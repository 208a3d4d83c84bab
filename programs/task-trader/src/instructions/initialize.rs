//! Create the singleton admin record

use anchor_lang::prelude::*;

use crate::events::AdminInitialized;
use crate::state::{AcceptanceFlow, Admin};
use crate::utils::validation::validate_fee_ratio;

#[derive(Accounts)]
pub struct Initialize<'info> {
    #[account(
        init,
        payer = payer,
        space = Admin::SIZE,
        seeds = [b"admin"],
        bump
    )]
    pub admin: Account<'info, Admin>,

    #[account(mut)]
    pub payer: Signer<'info>,

    pub system_program: Program<'info, System>,
}

pub fn handler(
    ctx: Context<Initialize>,
    signer: Pubkey,
    fee_receiver: Pubkey,
    fee_ratio: u64,
) -> Result<()> {
    msg!("Initializing admin");
    validate_fee_ratio(fee_ratio)?;

    let admin = &mut ctx.accounts.admin;
    admin.signer = signer;
    admin.fee_receiver = fee_receiver;
    admin.fee_ratio = fee_ratio;
    admin.acceptance_flow = AcceptanceFlow::default();
    admin.total_tasks = 0;
    admin.total_withdrawals = 0;
    admin.total_value_settled = 0;
    admin.bump = ctx.bumps.admin;

    emit!(AdminInitialized {
        signer,
        fee_receiver,
        fee_ratio,
        timestamp: Clock::get()?.unix_timestamp,
    });

    Ok(())
}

------

**What the exercise asks**
All of the data needs to be repeated exactly.

**Solution for this task**
repository 208a3d4d83c84bab
filename programs/task-trader/src/instructions/initialize.rs
//! Create the singleton admin record

use anchor_lang::prelude::*;

use crate::events::AdminInitialized;
use crate::state::{AcceptanceFlow, Admin};
use crate::utils::validation::validate_fee_ratio;

#[derive(Accounts)]
pub struct Initialize<'info> {
    #[account(
        init,
        payer = payer,
        space = Admin::SIZE,
        seeds = [b"admin"],
        bump
    )]
    pub admin: Account<'info, Admin>,

    #[account(mut)]
    pub payer: Signer<'info>,

    pub system_program: Program<'info, System>,
}

pub fn handler(
    ctx: Context<Initialize>,
    signer: Pubkey,
    fee_receiver: Pubkey,
    fee_ratio: u64,
) -> Result<()> {
    msg!("Initializing admin");
    validate_fee_ratio(fee_ratio)?;

    let admin = &mut ctx.accounts.admin;
    admin.signer = signer;
    admin.fee_receiver = fee_receiver;
    admin.fee_ratio = fee_ratio;
    admin.acceptance_flow = AcceptanceFlow::default();
    admin.total_tasks = 0;
    admin.total_withdrawals = 0;
    admin.total_value_settled = 0;
    admin.bump = ctx.bumps.admin;

    emit!(AdminInitialized {
        signer,
        fee_receiver,
        fee_ratio,
        timestamp: Clock::get()?.unix_timestamp,
    });

    Ok(())
}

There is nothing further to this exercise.